Operating resilient workloads on Amazon EKS

Introduction

When the margin for error is razor thin, it is best to assume that anything that can go wrong will go wrong. AWS customers are increasingly building resilient workloads that continue to operate while tolerating faults in systems. When customers build mission-critical applications on AWS, they have to make sure that every piece in their system is designed in such a way that the system continues to work while things go wrong.

AWS customers have applied the principle of design for failure to build scalable mission-critical systems that meet the highest standards of reliability. The best practices established in the AWS Well Architected framework have allowed teams to improve systems continuously while minimizing business disruptions. Let’s look at a few key design principles we have seen customers use to operate workloads that cannot afford downtime:

High availability: Modern applications should have no single point of failure
Fault tolerance: The system should have resources to account for internal and external failures up to a reasonable level
Auto scaling: Components within the system should scale independently
Self-healing: The system should be able to recover from errors automatically
Safer upgrades: Developers should be able to push code with confidence by employing blue/green and canary deployment strategies
Rollbacks: It should be easy to recover from a failed deployment

A system is resilient when it can adapt its functioning in response to changing conditions. The National Academy of Sciences defines resilience as “the ability to prepare and plan for, absorb, recover from, or more successfully adapt to actual or potential events”.

Without a sophisticated orchestration system such as Kubernetes, practicing these principles was a heavy lift for most engineering teams. Kubernetes makes it easy to run, observe, scale, and upgrade workloads. It is designed to be a self-healing system. As a container orchestrator, it offers controls that allow you to operate highly available, fault-tolerant, and scalable applications. These are the reasons why customers are increasingly choosing Amazon Elastic Kubernetes Service (Amazon EKS) to operate reliable and resilient services.

Amazon EKS

One of the most arduous tasks for Kubernetes users is managing the Kubernetes cluster control plane. Amazon EKS makes it easy for you to operate a Kubernetes cluster by providing you a production-grade Kubernetes control plane. It is designed to be highly available, fault-tolerant, and scalable. Following the recommendations of the Well Architected Framework, Amazon EKS runs Kubernetes control plane across multiple AWS Availability Zones (AZ) to ensure high availability. The cluster control plane autoscales based on the load, and any unhealthy control plane instances are replaced automatically.

Amazon EKS Architecture

Amazon EKS Cluster Topology

The Amazon EKS team has gained an immense amount of experience managing Kubernetes control planes at scale. This experience has been translated into engineering and operational practices that ensure customers can rely on Amazon EKS clusters for the security, performance, availability, reliability, and resilience of the Kubernetes control plane.

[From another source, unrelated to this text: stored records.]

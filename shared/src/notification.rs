//! Notification types
//!
//! Transient user-facing alerts derived from change events. Notification
//! ids are deterministic where possible (e.g. `order-<id>`), so a handler
//! firing twice for the same underlying event inserts only once.

use chrono::{DateTime, Utc};
use serde::{Deserialize, Serialize};
use std::fmt;

/// Notification severity
#[derive(Debug, Clone, Copy, PartialEq, Eq, PartialOrd, Ord, Serialize, Deserialize, Default)]
#[serde(rename_all = "lowercase")]
pub enum NotificationLevel {
    #[default]
    Info,
    Warning,
    Error,
    Critical,
}

impl fmt::Display for NotificationLevel {
    fn fmt(&self, f: &mut fmt::Formatter<'_>) -> fmt::Result {
        match self {
            Self::Info => write!(f, "info"),
            Self::Warning => write!(f, "warning"),
            Self::Error => write!(f, "error"),
            Self::Critical => write!(f, "critical"),
        }
    }
}

/// Notification category
#[derive(Debug, Clone, Copy, PartialEq, Eq, Serialize, Deserialize)]
#[serde(rename_all = "snake_case")]
pub enum NotificationType {
    /// Order placed / updated / removed
    Order,
    /// Table requested a waiter
    WaiterRequest,
    /// Kitchen-facing (e.g. order ready)
    Kitchen,
    /// Everything else
    System,
}

/// Transient user-facing alert
#[derive(Debug, Clone, Serialize, Deserialize, PartialEq)]
pub struct Notification {
    /// Deterministic id derived from the source event where possible.
    pub id: String,
    #[serde(rename = "type")]
    pub kind: NotificationType,
    pub title: String,
    pub message: String,
    pub level: NotificationLevel,
    pub timestamp: DateTime<Utc>,
    pub read: bool,
    /// Arbitrary extra context (order id, table number, ...).
    #[serde(skip_serializing_if = "Option::is_none")]
    pub metadata: Option<serde_json::Value>,
}

impl Notification {
    pub fn new(
        id: impl Into<String>,
        kind: NotificationType,
        title: impl Into<String>,
        message: impl Into<String>,
    ) -> Self {
        Self {
            id: id.into(),
            kind,
            title: title.into(),
            message: message.into(),
            level: NotificationLevel::Info,
            timestamp: Utc::now(),
            read: false,
            metadata: None,
        }
    }

    pub fn with_level(mut self, level: NotificationLevel) -> Self {
        self.level = level;
        self
    }

    pub fn with_metadata(mut self, metadata: serde_json::Value) -> Self {
        self.metadata = Some(metadata);
        self
    }
}
impl OrderSyncSession {
    pub fn builder(
        feed: Arc<dyn ChangeFeed>,
        store: Arc<dyn OrderStore>,
        restaurant_id: impl Into<String>,
    ) -> SyncSessionBuilder {
        SyncSessionBuilder {
            feed,
            store,
            restaurant_id: restaurant_id.into(),
            filters: OrderFilters::default(),
            config: SyncConfig::default(),
            sound: None,
            toast: None,
        }
    }

    /// Observe partition updates.
    pub fn partitions(&self) -> watch::Receiver<OrderPartitions> {
        self.partitions.clone()
    }

    /// Current partitions snapshot.
    pub fn current_partitions(&self) -> OrderPartitions {
        self.partitions.borrow().clone()
    }

    /// Current connection state of the orders subscription.
    pub fn status(&self) -> SubscriptionStatus {
        *self.status.borrow()
    }

    /// Observe every status transition.
    pub fn status_stream(&self) -> watch::Receiver<SubscriptionStatus> {
        self.status.clone()
    }

    pub fn notifications(&self) -> &Arc<NotificationCenter> {
        &self.notifications
    }

    /// Request teardown. Idempotent; also triggered by [`Self::close`].
    pub fn shutdown(&self) {
        self.cancel.cancel();
    }

    pub fn is_closed(&self) -> bool {
        self.cancel.is_cancelled()
    }

    /// Tear down and wait for the worker to finish.
    pub async fn close(mut self) {
        self.cancel.cancel();
        if let Some(task) = self.task.take() {
            let _ = task.await;
        }
    }
}

impl Drop for OrderSyncSession {
    fn drop(&mut self) {
        self.cancel.cancel();
    }
}

struct SessionWorker {
    feed: Arc<dyn ChangeFeed>,
    restaurant_id: String,
    filters: OrderFilters,
    fetcher: Arc<SnapshotFetcher>,
    dispatcher: NotificationDispatcher,
    toast: Option<Arc<dyn ToastSink>>,
    resubscribe_retry: RetryPolicy,
    partitions_tx: watch::Sender<OrderPartitions>,
    status_tx: watch::Sender<SubscriptionStatus>,
    cancel: CancellationToken,
}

AWS assumes the responsibility of the availability of your Amazon EKS cluster control plane. This means Amazon EKS customers can focus all their efforts on ensuring that their workload is deployed in a manner that’s resilient to common infrastructure failure events.

Kubernetes is self-healing

Software is ubiquitous. And so are bugs. Run any piece of code long enough and it eventually runs into issues. Modern application architectures anticipate failure and run multiple copies of a code to minimize disruptions. But, we also need to ensure that not all copies crash at the same time. So, we run application replicas in multiple failure domains (nodes, AZs, Regions, and service providers) to isolate faults in the underlying infrastructure.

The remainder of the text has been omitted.